## Your instructions
Scan the material and copy out each line where the word "match" occurs.

## Excerpted data
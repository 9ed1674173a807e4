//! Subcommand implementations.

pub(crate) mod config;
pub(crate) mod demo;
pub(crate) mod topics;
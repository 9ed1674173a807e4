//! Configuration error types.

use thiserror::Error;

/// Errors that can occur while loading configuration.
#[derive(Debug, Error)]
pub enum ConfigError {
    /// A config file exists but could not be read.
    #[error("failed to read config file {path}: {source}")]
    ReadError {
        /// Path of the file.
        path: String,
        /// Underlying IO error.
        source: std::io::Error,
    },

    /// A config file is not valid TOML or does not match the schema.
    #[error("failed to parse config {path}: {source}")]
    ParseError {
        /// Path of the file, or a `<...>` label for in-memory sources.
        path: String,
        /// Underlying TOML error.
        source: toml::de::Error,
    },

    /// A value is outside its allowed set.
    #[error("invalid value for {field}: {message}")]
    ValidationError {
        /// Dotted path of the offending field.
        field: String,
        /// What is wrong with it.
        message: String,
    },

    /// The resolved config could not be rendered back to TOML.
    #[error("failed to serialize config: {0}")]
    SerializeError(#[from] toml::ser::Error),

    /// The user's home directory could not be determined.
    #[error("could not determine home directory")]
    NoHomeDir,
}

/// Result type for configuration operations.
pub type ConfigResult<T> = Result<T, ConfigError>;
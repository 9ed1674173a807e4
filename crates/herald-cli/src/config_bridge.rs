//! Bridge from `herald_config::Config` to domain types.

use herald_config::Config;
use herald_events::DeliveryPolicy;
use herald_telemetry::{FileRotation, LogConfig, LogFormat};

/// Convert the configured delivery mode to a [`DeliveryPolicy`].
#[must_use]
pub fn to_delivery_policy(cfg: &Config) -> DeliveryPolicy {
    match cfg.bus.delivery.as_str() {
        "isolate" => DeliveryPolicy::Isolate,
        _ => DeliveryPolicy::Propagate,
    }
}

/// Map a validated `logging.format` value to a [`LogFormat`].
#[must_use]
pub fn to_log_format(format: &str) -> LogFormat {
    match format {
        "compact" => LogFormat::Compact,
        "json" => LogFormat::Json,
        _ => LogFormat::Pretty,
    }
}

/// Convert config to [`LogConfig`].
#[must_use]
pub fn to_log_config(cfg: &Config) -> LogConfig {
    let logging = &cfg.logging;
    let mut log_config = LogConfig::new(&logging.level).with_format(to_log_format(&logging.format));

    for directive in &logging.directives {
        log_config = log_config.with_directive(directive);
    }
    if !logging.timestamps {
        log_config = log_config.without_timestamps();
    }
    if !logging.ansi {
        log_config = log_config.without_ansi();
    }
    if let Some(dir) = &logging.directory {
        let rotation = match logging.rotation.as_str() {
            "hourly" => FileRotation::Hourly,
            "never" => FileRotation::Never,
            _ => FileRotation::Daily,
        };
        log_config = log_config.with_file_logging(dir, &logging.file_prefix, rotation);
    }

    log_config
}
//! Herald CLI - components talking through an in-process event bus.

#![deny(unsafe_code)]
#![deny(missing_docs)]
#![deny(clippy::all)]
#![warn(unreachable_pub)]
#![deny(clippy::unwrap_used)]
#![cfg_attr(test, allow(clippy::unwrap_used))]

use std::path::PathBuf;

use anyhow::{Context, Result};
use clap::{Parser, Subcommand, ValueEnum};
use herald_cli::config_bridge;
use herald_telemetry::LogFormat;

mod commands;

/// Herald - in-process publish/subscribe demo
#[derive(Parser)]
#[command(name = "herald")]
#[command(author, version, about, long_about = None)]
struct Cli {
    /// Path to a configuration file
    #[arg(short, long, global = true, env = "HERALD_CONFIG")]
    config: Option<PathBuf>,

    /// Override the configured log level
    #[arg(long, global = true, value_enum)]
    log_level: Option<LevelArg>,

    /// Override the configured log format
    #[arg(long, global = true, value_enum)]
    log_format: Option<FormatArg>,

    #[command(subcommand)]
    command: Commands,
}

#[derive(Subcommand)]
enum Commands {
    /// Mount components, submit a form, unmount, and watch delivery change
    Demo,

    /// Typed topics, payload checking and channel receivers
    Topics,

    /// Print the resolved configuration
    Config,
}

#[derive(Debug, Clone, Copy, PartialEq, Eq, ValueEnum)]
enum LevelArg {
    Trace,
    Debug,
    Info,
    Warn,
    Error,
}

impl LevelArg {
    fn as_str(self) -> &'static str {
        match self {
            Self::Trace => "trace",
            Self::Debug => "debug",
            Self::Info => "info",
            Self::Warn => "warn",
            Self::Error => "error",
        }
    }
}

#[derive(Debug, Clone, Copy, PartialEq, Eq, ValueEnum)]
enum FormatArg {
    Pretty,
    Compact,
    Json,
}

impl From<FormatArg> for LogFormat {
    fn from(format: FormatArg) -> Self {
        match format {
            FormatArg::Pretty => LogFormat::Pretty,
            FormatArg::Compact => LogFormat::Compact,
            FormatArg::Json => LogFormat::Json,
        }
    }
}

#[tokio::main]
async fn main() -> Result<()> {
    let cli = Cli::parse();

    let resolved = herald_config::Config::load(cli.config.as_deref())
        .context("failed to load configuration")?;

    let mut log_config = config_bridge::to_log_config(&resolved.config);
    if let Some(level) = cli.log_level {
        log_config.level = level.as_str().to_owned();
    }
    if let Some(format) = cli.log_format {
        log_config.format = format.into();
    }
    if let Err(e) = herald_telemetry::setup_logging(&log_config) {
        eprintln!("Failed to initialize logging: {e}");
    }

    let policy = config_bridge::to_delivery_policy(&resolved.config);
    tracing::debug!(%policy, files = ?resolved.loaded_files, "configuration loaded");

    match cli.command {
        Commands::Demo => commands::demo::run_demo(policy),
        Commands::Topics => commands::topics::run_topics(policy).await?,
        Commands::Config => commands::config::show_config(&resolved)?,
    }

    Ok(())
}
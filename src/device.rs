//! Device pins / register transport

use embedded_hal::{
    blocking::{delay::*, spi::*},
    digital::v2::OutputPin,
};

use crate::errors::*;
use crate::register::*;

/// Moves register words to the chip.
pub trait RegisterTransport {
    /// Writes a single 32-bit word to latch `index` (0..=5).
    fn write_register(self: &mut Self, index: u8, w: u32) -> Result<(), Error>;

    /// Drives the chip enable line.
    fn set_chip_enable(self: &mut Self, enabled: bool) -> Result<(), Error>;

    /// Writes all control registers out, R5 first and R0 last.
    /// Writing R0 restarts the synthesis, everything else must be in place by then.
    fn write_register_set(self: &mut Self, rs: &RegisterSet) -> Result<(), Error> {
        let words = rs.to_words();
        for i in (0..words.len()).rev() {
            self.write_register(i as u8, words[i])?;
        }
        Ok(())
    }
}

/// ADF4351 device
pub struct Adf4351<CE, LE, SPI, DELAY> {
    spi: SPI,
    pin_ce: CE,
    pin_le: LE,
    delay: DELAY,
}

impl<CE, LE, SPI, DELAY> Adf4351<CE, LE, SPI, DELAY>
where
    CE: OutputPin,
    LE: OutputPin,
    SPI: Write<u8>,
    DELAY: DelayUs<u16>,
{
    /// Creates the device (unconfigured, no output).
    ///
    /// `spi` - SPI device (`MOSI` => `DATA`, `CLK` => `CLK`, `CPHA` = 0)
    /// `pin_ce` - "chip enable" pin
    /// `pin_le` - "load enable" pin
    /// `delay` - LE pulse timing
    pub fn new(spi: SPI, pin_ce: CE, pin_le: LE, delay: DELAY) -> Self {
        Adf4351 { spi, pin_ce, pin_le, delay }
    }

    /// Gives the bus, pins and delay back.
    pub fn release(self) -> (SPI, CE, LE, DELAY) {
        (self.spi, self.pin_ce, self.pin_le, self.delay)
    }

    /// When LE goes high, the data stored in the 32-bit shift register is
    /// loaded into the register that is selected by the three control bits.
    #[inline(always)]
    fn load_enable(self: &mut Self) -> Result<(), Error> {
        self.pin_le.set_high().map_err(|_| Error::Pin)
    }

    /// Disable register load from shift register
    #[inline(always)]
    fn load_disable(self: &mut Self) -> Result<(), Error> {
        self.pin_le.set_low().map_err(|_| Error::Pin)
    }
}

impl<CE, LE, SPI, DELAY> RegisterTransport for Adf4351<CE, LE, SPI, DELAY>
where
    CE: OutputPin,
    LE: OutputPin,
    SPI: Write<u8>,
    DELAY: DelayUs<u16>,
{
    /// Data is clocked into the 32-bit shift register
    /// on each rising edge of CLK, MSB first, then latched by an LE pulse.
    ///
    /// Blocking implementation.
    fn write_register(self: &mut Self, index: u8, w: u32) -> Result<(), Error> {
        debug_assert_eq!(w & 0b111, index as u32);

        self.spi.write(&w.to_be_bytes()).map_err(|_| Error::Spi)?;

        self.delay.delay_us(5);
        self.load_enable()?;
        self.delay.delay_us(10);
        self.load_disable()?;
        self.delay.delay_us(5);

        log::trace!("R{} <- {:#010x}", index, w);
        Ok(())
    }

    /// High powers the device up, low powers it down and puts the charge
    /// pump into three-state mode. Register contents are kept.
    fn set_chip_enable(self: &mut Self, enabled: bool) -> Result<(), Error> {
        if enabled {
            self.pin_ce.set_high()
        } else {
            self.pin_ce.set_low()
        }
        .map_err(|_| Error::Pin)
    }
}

## The completed task
    /// A config file is not valid TOML or does not match the schema.
    match cfg.bus.delivery.as_str() {
    match format {
        let rotation = match logging.rotation.as_str() {
        match self {
        match format {
    match cli.command {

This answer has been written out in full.